===== Data supplied
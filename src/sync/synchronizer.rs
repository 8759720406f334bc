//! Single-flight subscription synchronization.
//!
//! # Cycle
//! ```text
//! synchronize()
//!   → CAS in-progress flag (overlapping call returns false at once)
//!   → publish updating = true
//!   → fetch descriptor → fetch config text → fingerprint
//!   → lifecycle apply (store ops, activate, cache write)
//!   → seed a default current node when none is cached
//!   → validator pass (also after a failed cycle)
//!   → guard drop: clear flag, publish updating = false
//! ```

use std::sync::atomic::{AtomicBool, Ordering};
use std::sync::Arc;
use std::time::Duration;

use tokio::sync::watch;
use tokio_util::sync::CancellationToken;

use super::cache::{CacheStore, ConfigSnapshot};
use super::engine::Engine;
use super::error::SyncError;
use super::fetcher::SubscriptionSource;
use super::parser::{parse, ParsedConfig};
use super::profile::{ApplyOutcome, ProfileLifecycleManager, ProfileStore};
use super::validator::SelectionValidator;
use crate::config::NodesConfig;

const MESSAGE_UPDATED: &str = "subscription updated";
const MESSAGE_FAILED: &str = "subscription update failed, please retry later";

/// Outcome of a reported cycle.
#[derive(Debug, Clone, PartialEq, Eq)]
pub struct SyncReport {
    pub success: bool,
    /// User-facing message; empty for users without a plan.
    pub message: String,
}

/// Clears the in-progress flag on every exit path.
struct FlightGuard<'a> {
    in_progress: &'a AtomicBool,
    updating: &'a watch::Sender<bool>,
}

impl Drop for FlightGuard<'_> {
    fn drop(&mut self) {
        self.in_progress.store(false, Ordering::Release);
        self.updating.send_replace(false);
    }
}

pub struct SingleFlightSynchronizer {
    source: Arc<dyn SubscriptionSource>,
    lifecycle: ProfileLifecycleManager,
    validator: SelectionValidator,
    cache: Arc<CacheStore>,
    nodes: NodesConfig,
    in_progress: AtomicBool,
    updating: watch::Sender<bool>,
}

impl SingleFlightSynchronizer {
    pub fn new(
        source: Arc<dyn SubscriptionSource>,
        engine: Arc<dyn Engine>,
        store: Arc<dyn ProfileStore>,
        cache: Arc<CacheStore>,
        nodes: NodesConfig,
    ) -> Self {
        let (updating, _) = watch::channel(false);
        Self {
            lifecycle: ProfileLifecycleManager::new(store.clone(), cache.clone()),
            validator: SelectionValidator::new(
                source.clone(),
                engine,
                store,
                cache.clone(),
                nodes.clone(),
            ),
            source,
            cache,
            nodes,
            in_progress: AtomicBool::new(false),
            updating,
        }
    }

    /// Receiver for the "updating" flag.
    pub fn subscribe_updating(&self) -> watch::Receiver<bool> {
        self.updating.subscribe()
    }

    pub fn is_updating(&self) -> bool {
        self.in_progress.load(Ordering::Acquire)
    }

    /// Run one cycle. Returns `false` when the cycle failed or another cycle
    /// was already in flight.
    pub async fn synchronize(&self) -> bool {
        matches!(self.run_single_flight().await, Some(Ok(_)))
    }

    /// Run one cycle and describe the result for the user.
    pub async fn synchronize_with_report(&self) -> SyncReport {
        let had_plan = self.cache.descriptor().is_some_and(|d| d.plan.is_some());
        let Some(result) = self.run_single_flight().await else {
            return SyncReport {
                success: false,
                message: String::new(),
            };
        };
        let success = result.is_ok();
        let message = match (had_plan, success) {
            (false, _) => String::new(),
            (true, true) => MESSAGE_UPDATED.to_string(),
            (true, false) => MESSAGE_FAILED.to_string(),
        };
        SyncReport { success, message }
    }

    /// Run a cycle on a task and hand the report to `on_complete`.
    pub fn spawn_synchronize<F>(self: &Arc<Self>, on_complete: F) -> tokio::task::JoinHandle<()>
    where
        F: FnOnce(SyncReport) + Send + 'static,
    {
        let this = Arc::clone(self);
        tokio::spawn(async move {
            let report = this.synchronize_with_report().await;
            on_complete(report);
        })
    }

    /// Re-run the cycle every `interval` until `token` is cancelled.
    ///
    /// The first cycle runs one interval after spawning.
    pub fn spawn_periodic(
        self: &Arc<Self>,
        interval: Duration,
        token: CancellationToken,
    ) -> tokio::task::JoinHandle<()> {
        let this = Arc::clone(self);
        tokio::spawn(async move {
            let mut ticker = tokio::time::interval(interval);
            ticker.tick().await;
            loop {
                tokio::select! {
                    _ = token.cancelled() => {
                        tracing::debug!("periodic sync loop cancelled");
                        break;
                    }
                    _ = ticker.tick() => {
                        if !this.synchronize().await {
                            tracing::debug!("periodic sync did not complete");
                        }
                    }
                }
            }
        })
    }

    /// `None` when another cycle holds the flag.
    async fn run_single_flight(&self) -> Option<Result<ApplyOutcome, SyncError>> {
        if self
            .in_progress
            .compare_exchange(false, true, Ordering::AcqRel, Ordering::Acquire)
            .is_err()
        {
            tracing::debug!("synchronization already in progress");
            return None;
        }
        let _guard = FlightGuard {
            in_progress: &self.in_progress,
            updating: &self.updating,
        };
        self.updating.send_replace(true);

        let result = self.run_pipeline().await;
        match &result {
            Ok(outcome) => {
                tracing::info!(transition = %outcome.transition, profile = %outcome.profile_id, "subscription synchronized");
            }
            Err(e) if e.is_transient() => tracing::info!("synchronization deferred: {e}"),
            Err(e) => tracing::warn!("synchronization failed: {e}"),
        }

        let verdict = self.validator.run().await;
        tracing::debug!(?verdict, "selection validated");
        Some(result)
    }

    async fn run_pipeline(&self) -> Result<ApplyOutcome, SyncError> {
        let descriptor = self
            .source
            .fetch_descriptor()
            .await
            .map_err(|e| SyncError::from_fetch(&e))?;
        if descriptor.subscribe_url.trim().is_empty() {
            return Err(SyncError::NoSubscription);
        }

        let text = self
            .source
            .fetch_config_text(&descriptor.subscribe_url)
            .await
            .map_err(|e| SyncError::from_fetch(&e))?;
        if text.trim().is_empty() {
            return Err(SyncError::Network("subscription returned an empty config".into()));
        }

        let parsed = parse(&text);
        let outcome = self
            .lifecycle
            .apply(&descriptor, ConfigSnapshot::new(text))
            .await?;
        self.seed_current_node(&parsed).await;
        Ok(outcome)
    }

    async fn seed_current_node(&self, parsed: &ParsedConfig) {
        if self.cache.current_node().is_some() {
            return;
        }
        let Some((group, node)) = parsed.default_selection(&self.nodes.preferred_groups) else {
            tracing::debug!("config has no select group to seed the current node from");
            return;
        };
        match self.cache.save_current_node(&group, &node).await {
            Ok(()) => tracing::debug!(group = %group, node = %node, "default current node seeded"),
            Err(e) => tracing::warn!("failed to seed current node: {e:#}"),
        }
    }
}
==========
Aim of the exercise: All lines from the one containing "has no select" through the last line of the data must be set down exactly. No other lines belong in the answer.

Exercise output:
            tracing::debug!("config has no select group to seed the current node from");
            return;
        };
        match self.cache.save_current_node(&group, &node).await {
            Ok(()) => tracing::debug!(group = %group, node = %node, "default current node seeded"),
            Err(e) => tracing::warn!("failed to seed current node: {e:#}"),
        }
    }
}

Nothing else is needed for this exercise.